The Democrats were the war party, but the withdrawal of Johnson from the campaign created something of crisis for the antiwar movement. The most hated figure was gone, but who would replace him?
As the convention neared, it became clear that Humphrey, who received a miniscule amount of primary votes and once boasted that he had given hundreds of speeches in favor of the Vietnam War, would be the nominee. The party establishment, which controlled the bulk of delegate votes would support Humphrey and marginalize the McCarthy forces. Convention delegates actually voted down an antiwar resolution put forward at the convention.
The antiwar movement, led by the National Mobilization Committee to End the War in Vietnam, did call for demonstrations at the Chicago convention, but the withdrawal of Johnson and the threats from Daley made it unclear how many activists would come out.
Students for a Democratic Society, the largest radical student group in the country, decided to send people to Chicago to convince the young McCarthy supporters of the need to build a movement outside the Democratic Party, but it didn't mobilize for any of the planned demonstrations.
The Yippies, led by Jerry Rubin and Abbie Hoffman, planned what were essentially publicity stunts to attack the Democrats and the war--like announcing that they were running a pig for president.
In the end, about 20,000 demonstrators came to Chicago to protest, despite the city denying permits to protest outside the convention or any of the candidates' headquarters.

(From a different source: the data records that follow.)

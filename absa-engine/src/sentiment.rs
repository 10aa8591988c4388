//! Polarity scoring with negation and intensifier handling.

use crate::scorer::{truncate_tokens, words, Scorer, DEFAULT_MAX_TOKENS};
use absa_core::{AnalysisError, AspectScore, ScoreResult, ScorerKind, SentimentLabel};
use async_trait::async_trait;
use std::collections::{HashMap, HashSet};

/// Scores inside this band around zero read as neutral.
const NEUTRAL_BAND: f64 = 0.05;
/// How many following tokens a negation word can reach.
const NEGATION_WINDOW: usize = 3;

pub struct PolarityLexicon {
    words: HashMap<&'static str, f64>,
    negations: HashSet<&'static str>,
    intensifiers: HashMap<&'static str, f64>,
}

impl Default for PolarityLexicon {
    fn default() -> Self {
        Self::new()
    }
}

impl PolarityLexicon {
    pub fn new() -> Self {
        let scored: &[(&str, f64)] = &[
            // English, positive
            ("love", 0.8),
            ("loves", 0.8),
            ("loved", 0.8),
            ("like", 0.4),
            ("great", 0.7),
            ("good", 0.5),
            ("excellent", 0.8),
            ("amazing", 0.8),
            ("awesome", 0.8),
            ("wonderful", 0.8),
            ("fantastic", 0.8),
            ("brilliant", 0.7),
            ("perfect", 0.7),
            ("happy", 0.6),
            ("glad", 0.5),
            ("excited", 0.6),
            ("best", 0.7),
            ("better", 0.4),
            ("nice", 0.5),
            ("beautiful", 0.7),
            ("enjoy", 0.6),
            ("thanks", 0.4),
            ("thank", 0.4),
            ("win", 0.5),
            ("success", 0.6),
            ("hope", 0.3),
            ("fun", 0.5),
            ("cool", 0.4),
            ("helpful", 0.5),
            // English, negative
            ("hate", -0.8),
            ("hates", -0.8),
            ("bad", -0.6),
            ("terrible", -0.8),
            ("awful", -0.8),
            ("horrible", -0.8),
            ("worst", -0.8),
            ("worse", -0.5),
            ("sad", -0.6),
            ("angry", -0.6),
            ("poor", -0.4),
            ("fail", -0.5),
            ("failed", -0.5),
            ("failure", -0.6),
            ("wrong", -0.4),
            ("problem", -0.3),
            ("broken", -0.5),
            ("scary", -0.5),
            ("dangerous", -0.5),
            ("unfair", -0.6),
            ("exploitation", -0.6),
            ("precarious", -0.5),
            ("inequality", -0.5),
            ("disgusting", -0.8),
            ("stupid", -0.6),
            ("boring", -0.4),
            ("annoying", -0.5),
            ("crisis", -0.5),
            ("disaster", -0.8),
            ("scam", -0.7),
            ("lies", -0.5),
            // French, positive
            ("aime", 0.7),
            ("aimer", 0.7),
            ("adore", 0.8),
            ("génial", 0.8),
            ("géniale", 0.8),
            ("super", 0.6),
            ("bien", 0.4),
            ("bon", 0.5),
            ("bonne", 0.5),
            ("magnifique", 0.8),
            ("heureux", 0.6),
            ("heureuse", 0.6),
            ("merci", 0.4),
            ("bravo", 0.6),
            ("parfait", 0.7),
            ("content", 0.5),
            ("ravi", 0.6),
            // French, negative
            ("déteste", -0.8),
            ("nul", -0.7),
            ("nulle", -0.7),
            ("mauvais", -0.6),
            ("mauvaise", -0.6),
            ("triste", -0.6),
            ("colère", -0.6),
            ("injuste", -0.6),
            ("injustice", -0.6),
            ("précaire", -0.5),
            ("exploité", -0.6),
            ("inégalité", -0.5),
            ("catastrophe", -0.8),
            ("honte", -0.6),
            ("scandale", -0.6),
            ("problème", -0.3),
            ("pire", -0.7),
            ("arnaque", -0.7),
            // Emoji
            ("😀", 0.6),
            ("😃", 0.6),
            ("😊", 0.6),
            ("😂", 0.5),
            ("😍", 0.8),
            ("🥰", 0.8),
            ("❤", 0.7),
            ("👍", 0.5),
            ("🎉", 0.6),
            ("🙏", 0.3),
            ("😢", -0.6),
            ("😭", -0.6),
            ("😡", -0.7),
            ("😠", -0.6),
            ("👎", -0.5),
            ("💔", -0.6),
            ("🙄", -0.3),
            ("😒", -0.3),
            ("😤", -0.4),
            ("🤮", -0.7),
        ];

        let negations = [
            "not", "no", "never", "nothing", "nobody", "none", "neither", "nor", "cannot",
            "without", "hardly", "barely", "isn't", "aren't", "wasn't", "weren't", "don't",
            "doesn't", "didn't", "won't", "can't", "couldn't", "shouldn't", "wouldn't", "dont",
            "cant", "ne", "n", "pas", "jamais", "rien", "aucun", "aucune", "sans", "ni",
        ];

        let intensifiers: &[(&str, f64)] = &[
            ("very", 1.5),
            ("really", 1.3),
            ("extremely", 2.0),
            ("so", 1.3),
            ("totally", 1.5),
            ("absolutely", 1.6),
            ("slightly", 0.5),
            ("somewhat", 0.7),
            ("très", 1.5),
            ("vraiment", 1.3),
            ("trop", 1.4),
            ("tellement", 1.5),
            ("extrêmement", 2.0),
            ("assez", 0.8),
        ];

        Self {
            words: scored.iter().copied().collect(),
            negations: negations.into_iter().collect(),
            intensifiers: intensifiers.iter().copied().collect(),
        }
    }

    fn knows(&self, token: &str) -> bool {
        self.words.contains_key(token)
            || self.negations.contains(token)
            || self.intensifiers.contains_key(token)
    }

    /// Split elided forms ("n'aime") unless the whole token is known.
    fn expand<'a>(&self, token: &'a str) -> Vec<&'a str> {
        if self.knows(token) || !token.contains(['\'', '’']) {
            vec![token]
        } else {
            token
                .split(['\'', '’'])
                .filter(|part| !part.is_empty())
                .collect()
        }
    }

    /// Mean polarity in [-1, 1] and the number of scored words.
    pub fn analyze(&self, text: &str) -> (f64, usize) {
        let tokens = words(text);
        let mut scores = Vec::new();
        let mut negation_left = 0usize;
        let mut intensifier = 1.0;

        for token in tokens.iter().flat_map(|t| self.expand(t)) {
            if self.negations.contains(token) {
                negation_left = NEGATION_WINDOW;
                continue;
            }
            if let Some(mult) = self.intensifiers.get(token) {
                intensifier = *mult;
                continue;
            }
            if let Some(score) = self.words.get(token) {
                let mut score = *score * intensifier;
                if negation_left > 0 {
                    score = -score;
                    negation_left = 0;
                }
                intensifier = 1.0;
                scores.push(score.clamp(-1.0, 1.0));
            } else {
                negation_left = negation_left.saturating_sub(1);
                intensifier = 1.0;
            }
        }

        if scores.is_empty() {
            (0.0, 0)
        } else {
            let mean = scores.iter().sum::<f64>() / scores.len() as f64;
            (mean.clamp(-1.0, 1.0), scores.len())
        }
    }
}

/// Label and confidence for a mean polarity.
fn classify(score: f64, hits: usize) -> (SentimentLabel, f64) {
    if hits == 0 {
        (SentimentLabel::Neutral, 0.5)
    } else if score > NEUTRAL_BAND {
        (SentimentLabel::Positive, 0.5 + score.abs() / 2.0)
    } else if score < -NEUTRAL_BAND {
        (SentimentLabel::Negative, 0.5 + score.abs() / 2.0)
    } else {
        (SentimentLabel::Neutral, 0.6)
    }
}

pub struct SentimentScorer {
    lexicon: PolarityLexicon,
    max_tokens: usize,
}

impl SentimentScorer {
    pub fn new(max_tokens: usize) -> Self {
        Self {
            lexicon: PolarityLexicon::new(),
            max_tokens,
        }
    }

    fn aspect_score(&self, text: &str, aspect: &str) -> AspectScore {
        let mentioning: Vec<&str> = text
            .split(['.', '!', '?', '\n'])
            .filter(|sentence| words(sentence).iter().any(|w| w == aspect))
            .collect();

        let (score, hits) = if mentioning.is_empty() {
            self.lexicon.analyze(text)
        } else {
            self.lexicon.analyze(&mentioning.join(" "))
        };
        let (label, confidence) = classify(score, hits);

        AspectScore {
            aspect: aspect.to_string(),
            label: label.as_str().to_string(),
            confidence,
        }
    }
}

impl Default for SentimentScorer {
    fn default() -> Self {
        Self::new(DEFAULT_MAX_TOKENS)
    }
}

#[async_trait]
impl Scorer for SentimentScorer {
    fn kind(&self) -> ScorerKind {
        ScorerKind::Sentiment
    }

    async fn score(&self, text: &str, aspects: &[String]) -> Result<ScoreResult, AnalysisError> {
        let text = truncate_tokens(text, self.max_tokens);
        let (score, hits) = self.lexicon.analyze(text);
        let (label, confidence) = classify(score, hits);

        let per_aspect = aspects
            .iter()
            .map(|aspect| self.aspect_score(text, &aspect.to_lowercase()))
            .collect();

        Ok(ScoreResult::new(ScorerKind::Sentiment, label.as_str(), confidence).with_aspects(per_aspect))
    }
}

#[cfg(test)]
mod tests {
    use super::*;

    async fn score(text: &str) -> ScoreResult {
        SentimentScorer::default().score(text, &[]).await.unwrap()
    }

    #[tokio::test]
    async fn test_positive_scenario() {
        let scorer = SentimentScorer::default();
        let aspects = vec!["ai".to_string(), "morocco".to_string()];
        let result = scorer
            .score("I love AI in Morocco! #Morocco #AI", &aspects)
            .await
            .unwrap();
        assert_eq!(result.label, "positive");
        assert!(result.confidence > 0.5);
        assert_eq!(result.aspects.len(), 2);
        assert!(result.aspects.iter().all(|a| a.label == "positive"));
    }

    #[tokio::test]
    async fn test_negation_flips() {
        assert_eq!(score("This is not good").await.label, "negative");
        assert_eq!(score("Je n'aime pas ça").await.label, "negative");
        assert_eq!(score("I don't hate it").await.label, "positive");
    }

    #[tokio::test]
    async fn test_empty_and_unscored_text_is_neutral() {
        let empty = score("").await;
        assert_eq!(empty.label, "neutral");
        assert_eq!(empty.confidence, 0.5);
        assert_eq!(score("The train leaves at noon").await.label, "neutral");
    }

    #[tokio::test]
    async fn test_intensifier_raises_confidence() {
        let plain = score("good").await;
        let boosted = score("very good").await;
        assert!(boosted.confidence > plain.confidence);
    }

    #[tokio::test]
    async fn test_aspect_uses_its_own_sentence() {
        let scorer = SentimentScorer::default();
        let aspects = vec!["coffee".to_string(), "service".to_string()];
        let result = scorer
            .score("The coffee was great. The service was terrible.", &aspects)
            .await
            .unwrap();
        assert_eq!(result.aspects[0].label, "positive");
        assert_eq!(result.aspects[1].label, "negative");
    }

    #[tokio::test]
    async fn test_emoji_polarity() {
        assert_eq!(score("Launch day 🎉🎉").await.label, "positive");
        assert_eq!(score("Launch day 💔").await.label, "negative");
    }
}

From the moment they arrived, they faced the full fury of the Daley machine. Cops beat, maced and arrested demonstrators for perfectly legal activities. Reporters and McCarthy supporters were targeted by police. Photographers had their camera broken and film confiscated. The violence spilled onto the floor of the convention itself. One speaker denounced Daley's "Gestapo tactics" from the podium.
What took place was later called a "police riot"--but to those present, it was clear that the police were acting at all times under the control of the officers and city officials.
WHAT IMPACT did Chicago have on the election, and more broadly on those coming around the radical movement?
WHILE THE events had some effect on the presidential election, the bigger albatross around Humphrey's neck was his support for the war in Vietnam. The Republican candidate, Richard Nixon, promised "peace with honor" and gave the impression that he had a secret plan to end the war--none of which was true, but which gave him the edge.
It was only late in the campaign that Humphrey began to break with Johnson's policies, and the election got too close to call. In the end, Nixon won the election by a close margin--almost the same margin he lost by in 1960.
The effects of Chicago on young activists was historic. Many had gone "Clean for Gene," cutting their hair and wearing suits and ties to support McCarthy's challenge against Johnson. The nomination of Humphrey, the violence of Daley's police and the continuation of the war turned a generation of radical activists into revolutionaries.
This political development was also shaped by other international events. The May general strike in France, the Russian invasion of Czechoslovakia and the Tet offensive convinced this generation that radical change was possible, but could only be achieved by a revolutionary restructuring of society.